» Your goal: What lines of the listing below contain the word "Option"? Copy each of them out.

» Given records:
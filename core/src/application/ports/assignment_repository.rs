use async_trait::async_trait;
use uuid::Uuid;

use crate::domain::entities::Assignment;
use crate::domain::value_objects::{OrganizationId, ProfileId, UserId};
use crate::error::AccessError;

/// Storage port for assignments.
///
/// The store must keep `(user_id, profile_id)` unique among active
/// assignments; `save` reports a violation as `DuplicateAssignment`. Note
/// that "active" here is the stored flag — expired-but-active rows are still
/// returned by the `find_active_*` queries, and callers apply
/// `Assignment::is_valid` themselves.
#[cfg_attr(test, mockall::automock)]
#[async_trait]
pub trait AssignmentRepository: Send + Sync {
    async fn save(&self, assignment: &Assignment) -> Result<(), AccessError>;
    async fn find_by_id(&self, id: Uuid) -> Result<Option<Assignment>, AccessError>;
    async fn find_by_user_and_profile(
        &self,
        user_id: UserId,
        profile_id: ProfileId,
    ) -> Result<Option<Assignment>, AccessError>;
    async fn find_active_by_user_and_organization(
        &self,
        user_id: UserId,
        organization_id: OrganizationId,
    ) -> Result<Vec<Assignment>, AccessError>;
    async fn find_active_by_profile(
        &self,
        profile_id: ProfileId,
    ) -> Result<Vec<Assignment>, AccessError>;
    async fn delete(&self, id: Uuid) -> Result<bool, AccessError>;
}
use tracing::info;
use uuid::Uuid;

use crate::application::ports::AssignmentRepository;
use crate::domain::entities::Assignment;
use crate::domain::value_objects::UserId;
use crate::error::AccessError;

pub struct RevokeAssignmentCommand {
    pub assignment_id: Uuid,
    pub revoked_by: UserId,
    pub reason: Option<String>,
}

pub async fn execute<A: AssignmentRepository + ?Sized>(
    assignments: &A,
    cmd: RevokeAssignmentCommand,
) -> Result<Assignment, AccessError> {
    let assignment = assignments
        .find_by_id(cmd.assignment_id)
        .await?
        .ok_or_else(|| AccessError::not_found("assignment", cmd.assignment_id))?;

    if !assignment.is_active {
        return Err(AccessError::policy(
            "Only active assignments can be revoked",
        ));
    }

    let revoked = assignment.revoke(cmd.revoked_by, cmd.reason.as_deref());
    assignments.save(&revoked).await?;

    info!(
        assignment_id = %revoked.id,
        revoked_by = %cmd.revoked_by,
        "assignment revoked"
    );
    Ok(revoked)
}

» The answer:
    async fn find_by_id(&self, id: Uuid) -> Result<Option<Assignment>, AccessError>;
    ) -> Result<Option<Assignment>, AccessError>;
    pub reason: Option<String>,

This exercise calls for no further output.